Stored data:
★ ★ ★ ★

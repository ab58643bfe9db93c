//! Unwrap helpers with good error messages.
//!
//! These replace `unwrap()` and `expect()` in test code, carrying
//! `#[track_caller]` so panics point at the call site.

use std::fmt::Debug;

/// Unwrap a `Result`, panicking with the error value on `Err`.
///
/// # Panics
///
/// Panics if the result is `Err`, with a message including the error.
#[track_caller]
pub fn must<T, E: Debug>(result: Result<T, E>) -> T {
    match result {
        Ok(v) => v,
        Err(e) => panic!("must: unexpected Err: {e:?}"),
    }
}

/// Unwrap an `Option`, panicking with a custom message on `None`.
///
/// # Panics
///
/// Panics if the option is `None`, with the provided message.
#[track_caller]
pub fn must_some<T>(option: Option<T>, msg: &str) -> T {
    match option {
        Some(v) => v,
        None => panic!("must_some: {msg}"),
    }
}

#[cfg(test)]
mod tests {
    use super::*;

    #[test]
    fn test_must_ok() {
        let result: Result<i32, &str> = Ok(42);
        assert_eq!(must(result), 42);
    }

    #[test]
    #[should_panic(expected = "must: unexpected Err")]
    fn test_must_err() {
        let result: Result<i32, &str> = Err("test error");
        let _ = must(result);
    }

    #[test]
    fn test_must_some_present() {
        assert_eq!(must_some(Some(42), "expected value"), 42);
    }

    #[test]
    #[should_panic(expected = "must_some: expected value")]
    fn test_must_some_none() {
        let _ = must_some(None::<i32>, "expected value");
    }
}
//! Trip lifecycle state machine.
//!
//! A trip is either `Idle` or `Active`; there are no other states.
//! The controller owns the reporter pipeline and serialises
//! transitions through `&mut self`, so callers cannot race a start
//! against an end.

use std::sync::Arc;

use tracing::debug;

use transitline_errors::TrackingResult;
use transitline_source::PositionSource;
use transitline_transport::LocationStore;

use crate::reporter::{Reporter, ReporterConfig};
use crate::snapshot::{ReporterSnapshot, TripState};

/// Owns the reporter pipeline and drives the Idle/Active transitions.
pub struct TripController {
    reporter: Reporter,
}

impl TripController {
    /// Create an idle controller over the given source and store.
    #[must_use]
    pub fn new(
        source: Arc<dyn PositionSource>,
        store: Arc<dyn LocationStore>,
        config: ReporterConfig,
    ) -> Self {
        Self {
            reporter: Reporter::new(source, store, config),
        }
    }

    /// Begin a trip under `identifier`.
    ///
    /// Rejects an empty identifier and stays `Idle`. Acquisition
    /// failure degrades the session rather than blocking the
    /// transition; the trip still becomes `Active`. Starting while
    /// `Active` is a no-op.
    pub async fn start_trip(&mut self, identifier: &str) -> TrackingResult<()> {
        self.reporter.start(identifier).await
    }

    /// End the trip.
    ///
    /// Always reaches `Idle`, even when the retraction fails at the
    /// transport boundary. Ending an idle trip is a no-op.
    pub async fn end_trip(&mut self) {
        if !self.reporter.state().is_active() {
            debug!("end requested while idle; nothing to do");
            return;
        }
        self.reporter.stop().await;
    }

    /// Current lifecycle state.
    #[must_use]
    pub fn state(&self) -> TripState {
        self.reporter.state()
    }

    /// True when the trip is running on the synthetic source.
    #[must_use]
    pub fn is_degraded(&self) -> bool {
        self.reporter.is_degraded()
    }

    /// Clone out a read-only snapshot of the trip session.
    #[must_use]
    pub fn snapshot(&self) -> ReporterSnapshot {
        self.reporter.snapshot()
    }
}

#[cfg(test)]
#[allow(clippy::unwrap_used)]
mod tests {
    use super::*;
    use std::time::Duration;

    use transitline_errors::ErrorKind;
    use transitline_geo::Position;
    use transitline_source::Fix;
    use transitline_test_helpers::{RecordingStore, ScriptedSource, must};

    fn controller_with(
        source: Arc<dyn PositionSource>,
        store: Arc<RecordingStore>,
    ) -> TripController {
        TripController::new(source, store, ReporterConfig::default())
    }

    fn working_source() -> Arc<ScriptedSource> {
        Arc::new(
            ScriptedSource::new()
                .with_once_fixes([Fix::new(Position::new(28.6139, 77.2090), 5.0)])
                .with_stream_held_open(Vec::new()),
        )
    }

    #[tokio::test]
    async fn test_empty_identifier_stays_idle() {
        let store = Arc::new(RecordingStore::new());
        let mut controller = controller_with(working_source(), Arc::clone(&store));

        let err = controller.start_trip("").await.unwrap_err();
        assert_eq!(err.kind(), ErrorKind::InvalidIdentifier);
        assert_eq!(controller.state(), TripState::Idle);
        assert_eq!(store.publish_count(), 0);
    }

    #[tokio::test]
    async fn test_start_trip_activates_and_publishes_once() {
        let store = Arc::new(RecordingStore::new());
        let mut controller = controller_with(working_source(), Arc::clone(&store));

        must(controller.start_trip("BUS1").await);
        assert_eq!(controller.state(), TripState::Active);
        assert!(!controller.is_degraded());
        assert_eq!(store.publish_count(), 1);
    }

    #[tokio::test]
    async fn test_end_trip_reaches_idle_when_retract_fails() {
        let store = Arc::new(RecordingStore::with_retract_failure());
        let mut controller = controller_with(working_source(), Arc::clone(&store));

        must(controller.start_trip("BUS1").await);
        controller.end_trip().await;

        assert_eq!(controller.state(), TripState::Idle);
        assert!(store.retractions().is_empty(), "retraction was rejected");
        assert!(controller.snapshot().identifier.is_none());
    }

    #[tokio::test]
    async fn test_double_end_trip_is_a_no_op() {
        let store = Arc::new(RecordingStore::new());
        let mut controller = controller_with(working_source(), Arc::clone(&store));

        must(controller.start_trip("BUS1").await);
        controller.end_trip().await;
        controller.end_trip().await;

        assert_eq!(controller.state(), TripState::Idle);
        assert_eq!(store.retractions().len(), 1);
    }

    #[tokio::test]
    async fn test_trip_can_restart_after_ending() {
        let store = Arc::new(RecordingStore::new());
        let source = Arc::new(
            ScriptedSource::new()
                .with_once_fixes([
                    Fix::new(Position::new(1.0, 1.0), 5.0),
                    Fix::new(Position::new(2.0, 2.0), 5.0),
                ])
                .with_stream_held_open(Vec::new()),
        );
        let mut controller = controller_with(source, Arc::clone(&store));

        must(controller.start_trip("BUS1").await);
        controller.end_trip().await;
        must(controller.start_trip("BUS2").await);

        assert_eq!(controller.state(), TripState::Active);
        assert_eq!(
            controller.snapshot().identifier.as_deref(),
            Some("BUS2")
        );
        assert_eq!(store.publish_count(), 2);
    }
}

★ ★ ★ ★

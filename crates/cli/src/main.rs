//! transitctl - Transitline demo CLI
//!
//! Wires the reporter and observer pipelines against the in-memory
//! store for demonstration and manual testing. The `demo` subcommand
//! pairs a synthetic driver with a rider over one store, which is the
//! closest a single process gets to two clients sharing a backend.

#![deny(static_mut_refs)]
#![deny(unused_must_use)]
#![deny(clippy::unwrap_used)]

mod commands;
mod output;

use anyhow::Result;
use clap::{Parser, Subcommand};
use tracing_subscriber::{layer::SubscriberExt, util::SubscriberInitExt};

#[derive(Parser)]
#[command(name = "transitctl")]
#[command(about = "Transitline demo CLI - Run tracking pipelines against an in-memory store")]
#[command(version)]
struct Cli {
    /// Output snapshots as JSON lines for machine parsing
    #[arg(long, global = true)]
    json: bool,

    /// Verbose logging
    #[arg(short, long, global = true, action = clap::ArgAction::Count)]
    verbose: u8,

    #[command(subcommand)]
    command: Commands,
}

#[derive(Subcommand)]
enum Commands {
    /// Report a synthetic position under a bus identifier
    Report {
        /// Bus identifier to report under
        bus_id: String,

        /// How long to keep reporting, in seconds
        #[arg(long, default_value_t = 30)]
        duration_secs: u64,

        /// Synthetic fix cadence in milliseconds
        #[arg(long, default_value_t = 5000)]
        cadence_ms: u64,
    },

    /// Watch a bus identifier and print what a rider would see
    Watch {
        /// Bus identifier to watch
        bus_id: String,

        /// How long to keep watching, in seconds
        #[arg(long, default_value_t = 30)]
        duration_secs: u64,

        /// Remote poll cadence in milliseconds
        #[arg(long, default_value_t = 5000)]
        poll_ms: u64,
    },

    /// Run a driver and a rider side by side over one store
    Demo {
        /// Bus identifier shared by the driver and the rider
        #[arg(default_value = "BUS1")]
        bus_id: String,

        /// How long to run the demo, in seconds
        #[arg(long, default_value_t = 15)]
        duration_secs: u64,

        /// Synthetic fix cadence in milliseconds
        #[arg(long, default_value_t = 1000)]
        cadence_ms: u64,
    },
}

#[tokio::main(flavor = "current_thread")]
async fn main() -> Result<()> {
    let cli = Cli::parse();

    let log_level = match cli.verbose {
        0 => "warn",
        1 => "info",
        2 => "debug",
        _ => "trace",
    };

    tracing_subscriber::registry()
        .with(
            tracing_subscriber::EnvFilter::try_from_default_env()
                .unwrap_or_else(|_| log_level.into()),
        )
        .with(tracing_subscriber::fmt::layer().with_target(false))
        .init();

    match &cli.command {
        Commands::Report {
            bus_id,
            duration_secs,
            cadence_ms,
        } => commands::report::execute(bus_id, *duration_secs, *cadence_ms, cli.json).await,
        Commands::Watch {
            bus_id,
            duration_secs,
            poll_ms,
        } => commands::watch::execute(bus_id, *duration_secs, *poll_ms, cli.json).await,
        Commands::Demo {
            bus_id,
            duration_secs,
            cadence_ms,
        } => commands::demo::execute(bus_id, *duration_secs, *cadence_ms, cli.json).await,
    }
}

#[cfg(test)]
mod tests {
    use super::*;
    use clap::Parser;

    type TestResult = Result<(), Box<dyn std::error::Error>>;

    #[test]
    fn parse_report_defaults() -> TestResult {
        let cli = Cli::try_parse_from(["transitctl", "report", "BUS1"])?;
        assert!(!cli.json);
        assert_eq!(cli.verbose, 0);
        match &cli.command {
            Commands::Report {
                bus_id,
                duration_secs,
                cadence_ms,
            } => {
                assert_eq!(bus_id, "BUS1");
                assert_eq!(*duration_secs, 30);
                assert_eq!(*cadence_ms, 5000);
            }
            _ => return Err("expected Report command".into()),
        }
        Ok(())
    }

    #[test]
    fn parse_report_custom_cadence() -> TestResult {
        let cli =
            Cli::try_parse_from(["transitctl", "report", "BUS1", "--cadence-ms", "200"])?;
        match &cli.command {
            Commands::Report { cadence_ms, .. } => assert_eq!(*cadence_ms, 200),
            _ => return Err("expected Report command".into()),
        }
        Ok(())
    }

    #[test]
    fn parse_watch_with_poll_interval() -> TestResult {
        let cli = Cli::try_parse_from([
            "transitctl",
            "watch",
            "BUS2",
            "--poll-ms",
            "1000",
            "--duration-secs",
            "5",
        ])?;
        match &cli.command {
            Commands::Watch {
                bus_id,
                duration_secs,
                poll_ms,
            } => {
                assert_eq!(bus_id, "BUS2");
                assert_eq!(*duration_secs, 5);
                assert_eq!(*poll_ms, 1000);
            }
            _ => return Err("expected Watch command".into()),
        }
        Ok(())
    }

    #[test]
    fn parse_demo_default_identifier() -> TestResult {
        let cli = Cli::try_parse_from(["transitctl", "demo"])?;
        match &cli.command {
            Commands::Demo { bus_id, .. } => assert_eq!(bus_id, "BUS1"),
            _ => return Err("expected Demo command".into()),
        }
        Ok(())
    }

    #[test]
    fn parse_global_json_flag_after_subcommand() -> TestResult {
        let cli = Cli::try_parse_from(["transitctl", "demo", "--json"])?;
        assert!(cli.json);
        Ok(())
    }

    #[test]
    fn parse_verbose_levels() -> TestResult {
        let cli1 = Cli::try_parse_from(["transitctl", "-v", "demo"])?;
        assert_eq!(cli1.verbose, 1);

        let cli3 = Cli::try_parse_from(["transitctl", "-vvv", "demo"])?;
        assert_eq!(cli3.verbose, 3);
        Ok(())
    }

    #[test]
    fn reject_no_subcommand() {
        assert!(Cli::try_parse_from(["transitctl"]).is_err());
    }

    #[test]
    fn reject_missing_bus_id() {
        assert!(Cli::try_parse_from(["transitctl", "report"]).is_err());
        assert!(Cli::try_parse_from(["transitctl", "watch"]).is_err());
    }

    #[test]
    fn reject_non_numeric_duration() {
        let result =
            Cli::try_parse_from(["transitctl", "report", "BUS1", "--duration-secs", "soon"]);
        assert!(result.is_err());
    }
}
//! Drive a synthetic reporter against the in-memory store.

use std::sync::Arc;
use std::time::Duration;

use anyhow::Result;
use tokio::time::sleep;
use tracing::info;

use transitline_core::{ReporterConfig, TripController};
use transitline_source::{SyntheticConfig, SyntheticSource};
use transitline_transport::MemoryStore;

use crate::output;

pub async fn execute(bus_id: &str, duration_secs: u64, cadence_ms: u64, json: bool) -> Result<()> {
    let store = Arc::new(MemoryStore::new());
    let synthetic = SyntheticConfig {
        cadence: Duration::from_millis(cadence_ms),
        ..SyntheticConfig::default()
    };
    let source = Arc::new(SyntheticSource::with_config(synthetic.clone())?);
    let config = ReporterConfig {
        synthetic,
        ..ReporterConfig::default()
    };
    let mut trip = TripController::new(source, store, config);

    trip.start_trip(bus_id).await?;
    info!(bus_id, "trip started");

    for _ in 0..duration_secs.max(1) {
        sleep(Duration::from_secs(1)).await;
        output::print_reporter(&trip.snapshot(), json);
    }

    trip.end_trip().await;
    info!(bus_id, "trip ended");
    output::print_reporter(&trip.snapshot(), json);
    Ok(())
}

★ ★ ★ ★

WHAT YOU HAVE TO DO:
Filter the entries down to the lines that include the string "while".

RESPONSE AREA:
    /// transition; the trip still becomes `Active`. Starting while
            debug!("end requested while idle; nothing to do");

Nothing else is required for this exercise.